**Required action:** Scan the records below for the line with "let joined = relative" and the line with "if let Some(region)". Repeat those two lines and every line between them exactly, and nothing else.

[Stored items]

........

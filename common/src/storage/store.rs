use std::path::{Component, Path, PathBuf};
use std::sync::Arc;

use bytes::Bytes;
use object_store::aws::AmazonS3Builder;
use object_store::local::LocalFileSystem;
use object_store::memory::InMemory;
use object_store::{path::Path as ObjPath, ObjectStore};

use crate::error::AppError;
use crate::utils::config::{AppConfig, StorageKind};

pub type DynStore = Arc<dyn ObjectStore>;

/// Directory below `data_dir` where uploads and local outputs live.
pub const UPLOADS_DIR: &str = "uploads";
/// Key prefix for artifacts migrated to a remote backend.
pub const COMPRESSED_PREFIX: &str = "compressed";
/// Route that serves local artifacts over HTTP.
pub const LOCAL_FILES_ROUTE: &str = "/api/v1/compress/files";

/// Storage adapter over the configured object store.
///
/// A storage locator is what a job record keeps in `output_path`: an absolute
/// filesystem path for the local backend, the object key otherwise.
#[derive(Clone)]
pub struct StorageManager {
    store: DynStore,
    backend_kind: StorageKind,
    local_base: Option<PathBuf>,
    public_base_url: Option<String>,
}

impl StorageManager {
    /// Create a new StorageManager with the specified configuration.
    pub async fn new(cfg: &AppConfig) -> object_store::Result<Self> {
        let backend_kind = cfg.storage.clone();
        let (store, local_base) = create_storage_backend(cfg).await?;

        Ok(Self {
            store,
            backend_kind,
            local_base,
            public_base_url: public_base_url(cfg),
        })
    }

    /// Create a StorageManager with a custom storage backend.
    pub fn with_backend(store: DynStore, backend_kind: StorageKind) -> Self {
        Self {
            store,
            backend_kind,
            local_base: None,
            public_base_url: None,
        }
    }

    pub fn with_public_base_url(mut self, url: impl Into<String>) -> Self {
        self.public_base_url = Some(url.into().trim_end_matches('/').to_string());
        self
    }

    pub fn backend_kind(&self) -> &StorageKind {
        &self.backend_kind
    }

    /// True when artifacts must be migrated off the local disk.
    pub fn is_remote(&self) -> bool {
        matches!(self.backend_kind, StorageKind::S3)
    }

    /// Access the resolved local base directory when using the local backend.
    pub fn local_base_path(&self) -> Option<&Path> {
        self.local_base.as_deref()
    }

    /// Resolve an object location to a filesystem path when using the local backend.
    ///
    /// Returns `None` when the backend is not local or when the provided location includes
    /// unsupported components (absolute paths or parent traversals).
    pub fn resolve_local_path(&self, location: &str) -> Option<PathBuf> {
        let base = self.local_base_path()?;
        let relative = Path::new(location);
        if !is_plain_relative(relative) {
            return None;
        }

        Some(base.join(relative))
    }

    /// Stores `data` under `key` and returns its locator.
    pub async fn put(&self, key: &str, data: Bytes) -> Result<String, AppError> {
        let path = self.object_path(key)?;
        let payload = object_store::PutPayload::from_bytes(data);
        self.store.put(&path, payload).await?;

        Ok(self.locator_for(key))
    }

    /// Copies a local file into the backend under `destination_key`.
    #[tracing::instrument(skip(self), fields(backend = ?self.backend_kind))]
    pub async fn save(&self, source: &Path, destination_key: &str) -> Result<String, AppError> {
        let data = tokio::fs::read(source).await?;
        self.put(destination_key, Bytes::from(data)).await
    }

    /// Reads the full object behind a locator.
    pub async fn get_buffer(&self, locator: &str) -> Result<Bytes, AppError> {
        let path = self.object_path(locator)?;
        let result = self.store.get(&path).await.map_err(|err| match err {
            object_store::Error::NotFound { .. } => {
                AppError::NotFound(format!("No stored object at {locator}"))
            }
            other => AppError::Storage(other),
        })?;

        Ok(result.bytes().await?)
    }

    /// Removes the object behind a locator. A missing object counts as removed.
    pub async fn delete(&self, locator: &str) -> Result<(), AppError> {
        let path = self.object_path(locator)?;
        match self.store.delete(&path).await {
            Ok(()) | Err(object_store::Error::NotFound { .. }) => Ok(()),
            Err(err) => Err(AppError::Storage(err)),
        }
    }

    /// Public URL for an artifact.
    pub fn get_url(&self, locator: &str) -> String {
        match self.backend_kind {
            StorageKind::Local => {
                let file_name = Path::new(locator)
                    .file_name()
                    .map_or_else(|| locator.to_string(), |name| name.to_string_lossy().into_owned());
                format!("{LOCAL_FILES_ROUTE}/{file_name}")
            }
            StorageKind::S3 => match &self.public_base_url {
                Some(base) => format!("{base}/{locator}"),
                None => locator.to_string(),
            },
            StorageKind::Memory => format!("memory://{locator}"),
        }
    }

    /// Locator of a local artifact addressed by bare file name, as served by the files route.
    pub fn local_file_locator(&self, file_name: &str) -> Option<String> {
        let name = Path::new(file_name);
        if name.components().count() != 1 || !is_plain_relative(name) {
            return None;
        }
        self.resolve_local_path(&format!("{UPLOADS_DIR}/{file_name}"))
            .map(|path| path.to_string_lossy().into_owned())
    }

    fn locator_for(&self, key: &str) -> String {
        match &self.local_base {
            Some(base) if matches!(self.backend_kind, StorageKind::Local) => {
                base.join(key).to_string_lossy().into_owned()
            }
            _ => key.to_string(),
        }
    }

    /// Maps a locator onto the backend's key space. Local absolute paths must sit
    /// below the storage root.
    fn object_path(&self, locator: &str) -> Result<ObjPath, AppError> {
        let candidate = Path::new(locator);

        if candidate.is_absolute() {
            let base = self
                .local_base
                .as_deref()
                .filter(|_| matches!(self.backend_kind, StorageKind::Local))
                .ok_or_else(|| {
                    AppError::Validation(format!("Absolute locator {locator} needs local storage"))
                })?;
            let relative = candidate.strip_prefix(base).map_err(|_| {
                AppError::Validation(format!("Locator {locator} is outside the storage root"))
            })?;
            return relative_object_path(relative, locator);
        }

        relative_object_path(candidate, locator)
    }
}

fn is_plain_relative(path: &Path) -> bool {
    !path.is_absolute()
        && path
            .components()
            .all(|component| matches!(component, Component::Normal(_) | Component::CurDir))
}

fn relative_object_path(relative: &Path, locator: &str) -> Result<ObjPath, AppError> {
    if !is_plain_relative(relative) {
        return Err(AppError::Validation(format!(
            "Unsupported storage locator {locator}"
        )));
    }

    let joined = relative
        .components()
        .filter_map(|component| match component {
            Component::Normal(part) => Some(part.to_string_lossy().into_owned()),
            _ => None,
        })
        .collect::<Vec<_>>()
        .join("/");

    Ok(ObjPath::from(joined))
}

fn public_base_url(cfg: &AppConfig) -> Option<String> {
    if let Some(url) = &cfg.s3_public_base_url {
        return Some(url.trim_end_matches('/').to_string());
    }

    match (&cfg.s3_bucket, &cfg.s3_region) {
        (Some(bucket), Some(region)) if cfg.s3_endpoint.is_none() => {
            Some(format!("https://{bucket}.s3.{region}.amazonaws.com"))
        }
        (Some(bucket), _) => cfg
            .s3_endpoint
            .as_ref()
            .map(|endpoint| format!("{}/{bucket}", endpoint.trim_end_matches('/'))),
        _ => None,
    }
}

/// Create a storage backend based on configuration.
async fn create_storage_backend(
    cfg: &AppConfig,
) -> object_store::Result<(DynStore, Option<PathBuf>)> {
    match cfg.storage {
        StorageKind::Local => {
            let base = resolve_base_dir(cfg);
            if !base.exists() {
                tokio::fs::create_dir_all(&base).await.map_err(|e| {
                    object_store::Error::Generic {
                        store: "LocalFileSystem",
                        source: e.into(),
                    }
                })?;
            }
            let store = LocalFileSystem::new_with_prefix(base.clone())?;
            Ok((Arc::new(store), Some(base)))
        }
        StorageKind::S3 => {
            let bucket = cfg.s3_bucket.clone().ok_or_else(|| object_store::Error::Generic {
                store: "S3",
                source: "s3_bucket must be set when storage = s3".into(),
            })?;
            let mut builder = AmazonS3Builder::from_env().with_bucket_name(bucket);
            if let Some(region) = &cfg.s3_region {
                builder = builder.with_region(region);
            }
            if let Some(endpoint) = &cfg.s3_endpoint {
                builder = builder
                    .with_endpoint(endpoint)
                    .with_allow_http(endpoint.starts_with("http://"));
            }
            Ok((Arc::new(builder.build()?), None))
        }
        StorageKind::Memory => {
            let store = InMemory::new();
            Ok((Arc::new(store), None))
        }
    }
}

/// Absolute form of `data_dir`.
pub fn resolve_base_dir(cfg: &AppConfig) -> PathBuf {
    let configured = Path::new(&cfg.data_dir);
    if configured.is_absolute() {
        configured.to_path_buf()
    } else {
        std::env::current_dir()
            .unwrap_or_else(|_| PathBuf::from("."))
            .join(configured)
    }
}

........

**Response to the exercise:**
    let joined = relative
        .components()
        .filter_map(|component| match component {
            Component::Normal(part) => Some(part.to_string_lossy().into_owned()),
            _ => None,
        })
        .collect::<Vec<_>>()
        .join("/");

    Ok(ObjPath::from(joined))
}

fn public_base_url(cfg: &AppConfig) -> Option<String> {
    if let Some(url) = &cfg.s3_public_base_url {
        return Some(url.trim_end_matches('/').to_string());
    }

    match (&cfg.s3_bucket, &cfg.s3_region) {
        (Some(bucket), Some(region)) if cfg.s3_endpoint.is_none() => {
            Some(format!("https://{bucket}.s3.{region}.amazonaws.com"))
        }
        (Some(bucket), _) => cfg
            .s3_endpoint
            .as_ref()
            .map(|endpoint| format!("{}/{bucket}", endpoint.trim_end_matches('/'))),
        _ => None,
    }
}

/// Create a storage backend based on configuration.
async fn create_storage_backend(
    cfg: &AppConfig,
) -> object_store::Result<(DynStore, Option<PathBuf>)> {
    match cfg.storage {
        StorageKind::Local => {
            let base = resolve_base_dir(cfg);
            if !base.exists() {
                tokio::fs::create_dir_all(&base).await.map_err(|e| {
                    object_store::Error::Generic {
                        store: "LocalFileSystem",
                        source: e.into(),
                    }
                })?;
            }
            let store = LocalFileSystem::new_with_prefix(base.clone())?;
            Ok((Arc::new(store), Some(base)))
        }
        StorageKind::S3 => {
            let bucket = cfg.s3_bucket.clone().ok_or_else(|| object_store::Error::Generic {
                store: "S3",
                source: "s3_bucket must be set when storage = s3".into(),
            })?;
            let mut builder = AmazonS3Builder::from_env().with_bucket_name(bucket);
            if let Some(region) = &cfg.s3_region {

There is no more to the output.